From Raw to Refined: A Journey Through Data Preprocessing — Part 2: Missing Values
Last Updated on August 9, 2023 by Editorial Team
Author(s): Shivamshinde
Originally published on Towards AI.
Before going through this article, please check out the previous article in the series on feature engineering.
From Raw to Refined: A Journey Through Data Preprocessing — Part 1: Feature Scaling
Sometimes, the data we receive for our machine learning tasks isn’t in a suitable format for coding with Scikit-Learn…
pub.towardsai.net
Why deal with missing values?
Most real word datasets come with at least some percent of missing values. But Scikit-Learn estimators do not work with such data. So to make the data compatible with the requirements of Scikit-Learn estimators, one has to deal with the missing values in the data.
Why completely removing the data records with missing values is a bad idea?
Dealing with missing values is a crucial part of data preprocessing. Often, the missing data is removed or imputed to handle this issue. However, completely removing missing values may not always be the best solution, especially when the dataset is small. This approach may lead to a further reduction in dataset size.

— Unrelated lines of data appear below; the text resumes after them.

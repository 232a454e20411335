//! Headless rendering backend
//!
//! Draws nothing. It hands out texture ids, tracks which are still live and
//! counts frame calls, which is enough for tools, servers and tests.

use std::collections::HashSet;

use super::{PrimitiveType, RenderError, Renderer, TextureId, TextureParams};
use crate::assets::Image;
use crate::core::config::WindowConfig;

/// Renderer that records calls instead of drawing
#[derive(Debug, Default)]
pub struct HeadlessRenderer {
    next_texture: u32,
    live_textures: HashSet<TextureId>,
    last_primitive: Option<PrimitiveType>,
    primitive_calls: u64,
    flushes: u64,
}

impl HeadlessRenderer {
    /// Create a new headless renderer
    pub fn new() -> Self {
        Self::default()
    }

    /// Whether `id` was created and not yet destroyed
    pub fn is_live(&self, id: TextureId) -> bool {
        self.live_textures.contains(&id)
    }

    /// Number of texture objects currently alive
    pub fn live_texture_count(&self) -> usize {
        self.live_textures.len()
    }

    /// Primitive mode requested most recently
    pub fn last_primitive(&self) -> Option<PrimitiveType> {
        self.last_primitive
    }

    /// Number of frames set up through `render_primitive`
    pub fn primitive_calls(&self) -> u64 {
        self.primitive_calls
    }

    /// Number of flushes
    pub fn flushes(&self) -> u64 {
        self.flushes
    }
}

impl Renderer for HeadlessRenderer {
    fn init(&mut self, window: &WindowConfig) -> Result<(), RenderError> {
        log::info!(
            "Headless renderer ready for {}x{} '{}'",
            window.width,
            window.height,
            window.title
        );
        Ok(())
    }

    fn render_primitive(&mut self, primitive: PrimitiveType) {
        self.last_primitive = Some(primitive);
        self.primitive_calls += 1;
    }

    fn create_texture(&mut self, image: &Image, _params: &TextureParams) -> Result<TextureId, RenderError> {
        if image.width == 0 || image.height == 0 {
            return Err(RenderError::TextureCreation(format!(
                "zero-sized image {}x{}",
                image.width, image.height
            )));
        }

        self.next_texture += 1;
        let id = TextureId(self.next_texture);
        self.live_textures.insert(id);
        log::trace!("Created texture {:?} ({}x{})", id, image.width, image.height);
        Ok(id)
    }

    fn destroy_texture(&mut self, id: TextureId) {
        if !self.live_textures.remove(&id) {
            log::warn!("Destroying unknown texture {:?}", id);
        }
    }

    fn flush(&mut self) {
        self.flushes += 1;
    }

    fn name(&self) -> &str {
        "headless"
    }
}

#[cfg(test)]
mod tests {
    use super::*;

    #[test]
    fn test_texture_ids_are_unique() {
        let mut renderer = HeadlessRenderer::new();
        let image = Image::solid_color(1, 1, [0; 4]).unwrap();
        let a = renderer.create_texture(&image, &TextureParams::default()).unwrap();
        let b = renderer.create_texture(&image, &TextureParams::default()).unwrap();

        assert_ne!(a, b);
        assert_eq!(renderer.live_texture_count(), 2);

        renderer.destroy_texture(a);
        assert!(!renderer.is_live(a));
        assert!(renderer.is_live(b));
    }

    #[test]
    fn test_zero_sized_image_is_rejected() {
        let mut renderer = HeadlessRenderer::new();
        let image = Image::solid_color(0, 4, [0; 4]).unwrap();
        assert!(renderer.create_texture(&image, &TextureParams::default()).is_err());
    }

    #[test]
    fn test_frame_calls_are_counted() {
        let mut renderer = HeadlessRenderer::new();
        renderer.render_primitive(PrimitiveType::Triangles);
        renderer.flush();

        assert_eq!(renderer.primitive_calls(), 1);
        assert_eq!(renderer.last_primitive(), Some(PrimitiveType::Triangles));
        assert_eq!(renderer.flushes(), 1);
    }
}
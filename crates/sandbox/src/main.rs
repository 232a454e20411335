//! Hurricane Engine sandbox
//!
//! Runs a title scene and a play scene on headless backends, then exits when
//! the window's frame limit raises a close request.

mod app;
mod config;
mod scenes;

use hurricane_engine::config::Config;
use hurricane_engine::foundation::logging;
use hurricane_engine::render::HeadlessRenderer;
use hurricane_engine::window::HeadlessWindow;
use hurricane_engine::{Backends, Engine};

use crate::app::SandboxApp;
use crate::config::{SandboxConfig, CONFIG_FILE};

fn main() {
    let config = match SandboxConfig::load_or_default(CONFIG_FILE) {
        Ok(config) => config,
        Err(e) => {
            eprintln!("Failed to load {CONFIG_FILE}: {e}");
            std::process::exit(2);
        }
    };
    logging::init(&config.engine.logging);

    let window = HeadlessWindow::new().with_frame_limit(config.demo.frame_limit);
    let backends = Backends::new(Box::new(window), Box::new(HeadlessRenderer::new()));
    let mut engine = Engine::new(config.engine, backends);
    let mut app = SandboxApp::new(config.demo);

    if let Err(e) = engine.run(&mut app) {
        eprintln!("Sandbox error: {e}");
        std::process::exit(1);
    }
}
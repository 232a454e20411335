//! Audio system
//!
//! Mixing is done by an external backend. The engine only owns the volume
//! settings, loaded from [`AudioConfig`], and derives effective gains from
//! them.

use crate::core::config::{AudioConfig, MAX_VOLUME};

/// Volume channels
#[derive(Debug, Clone, Copy, PartialEq, Eq)]
pub enum AudioChannel {
    /// Background music
    Music,
    /// Sound effects
    Sound,
}

/// Audio settings owned by the engine
#[derive(Debug, Clone)]
pub struct AudioSystem {
    master_volume: u8,
    music_volume: u8,
    sound_volume: u8,
    muted: bool,
}

impl AudioSystem {
    /// Create the audio system from configured volumes
    pub fn new(config: &AudioConfig) -> Self {
        log::debug!(
            "Audio volumes: master {} music {} sound {}",
            config.master_volume,
            config.music_volume,
            config.sound_volume
        );
        Self {
            master_volume: config.master_volume.min(MAX_VOLUME),
            music_volume: config.music_volume.min(MAX_VOLUME),
            sound_volume: config.sound_volume.min(MAX_VOLUME),
            muted: false,
        }
    }

    /// Set the master volume, clamped to `0..=100`
    pub fn set_master_volume(&mut self, volume: u8) {
        self.master_volume = volume.min(MAX_VOLUME);
    }

    /// Set a channel volume, clamped to `0..=100`
    pub fn set_volume(&mut self, channel: AudioChannel, volume: u8) {
        let volume = volume.min(MAX_VOLUME);
        match channel {
            AudioChannel::Music => self.music_volume = volume,
            AudioChannel::Sound => self.sound_volume = volume,
        }
    }

    /// Mute or unmute all output
    pub fn set_muted(&mut self, muted: bool) {
        self.muted = muted;
    }

    /// Configured volume of a channel
    pub fn volume(&self, channel: AudioChannel) -> u8 {
        match channel {
            AudioChannel::Music => self.music_volume,
            AudioChannel::Sound => self.sound_volume,
        }
    }

    /// Master volume
    pub fn master_volume(&self) -> u8 {
        self.master_volume
    }

    /// Linear gain in `0.0..=1.0` for a channel after master and mute
    pub fn gain(&self, channel: AudioChannel) -> f32 {
        if self.muted {
            return 0.0;
        }
        let max = f32::from(MAX_VOLUME);
        f32::from(self.master_volume) / max * f32::from(self.volume(channel)) / max
    }
}

impl Default for AudioSystem {
    fn default() -> Self {
        Self::new(&AudioConfig::default())
    }
}

#[cfg(test)]
mod tests {
    use super::*;
    use approx::assert_relative_eq;

    #[test]
    fn test_gain_combines_master_and_channel() {
        let audio = AudioSystem::new(&AudioConfig {
            master_volume: 50,
            music_volume: 50,
            sound_volume: 100,
        });

        assert_relative_eq!(audio.gain(AudioChannel::Music), 0.25);
        assert_relative_eq!(audio.gain(AudioChannel::Sound), 0.5);
    }

    #[test]
    fn test_volumes_are_clamped() {
        let mut audio = AudioSystem::default();
        audio.set_volume(AudioChannel::Sound, 250);
        audio.set_master_volume(101);

        assert_eq!(audio.volume(AudioChannel::Sound), 100);
        assert_eq!(audio.master_volume(), 100);
    }

    #[test]
    fn test_mute_silences_everything() {
        let mut audio = AudioSystem::default();
        audio.set_muted(true);
        assert_relative_eq!(audio.gain(AudioChannel::Music), 0.0);
    }
}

Additionally, the missing data could be present due to specific conditions that were present during data collection, or it could be that the missing data exist in a particular pattern. Therefore, it is important to consider alternative methods for handling missing data.
Let me explain with an example. Imagine we are surveying college students, and one of the questions is about their weight. In this scenario, some female students may feel uncomfortable disclosing their weight due to societal expectations. As a result, we may encounter a high number of missing responses for weight among female participants. This is an example of missing data that follows a specific pattern.
Let’s examine another scenario from our survey. If we ask a question related to muscle strength or bicep size, many college-aged males might hesitate to provide their answers. This could be because they are self-conscious of their physical abilities or strength. As a result, we may end up with a significant number of missing responses from male participants.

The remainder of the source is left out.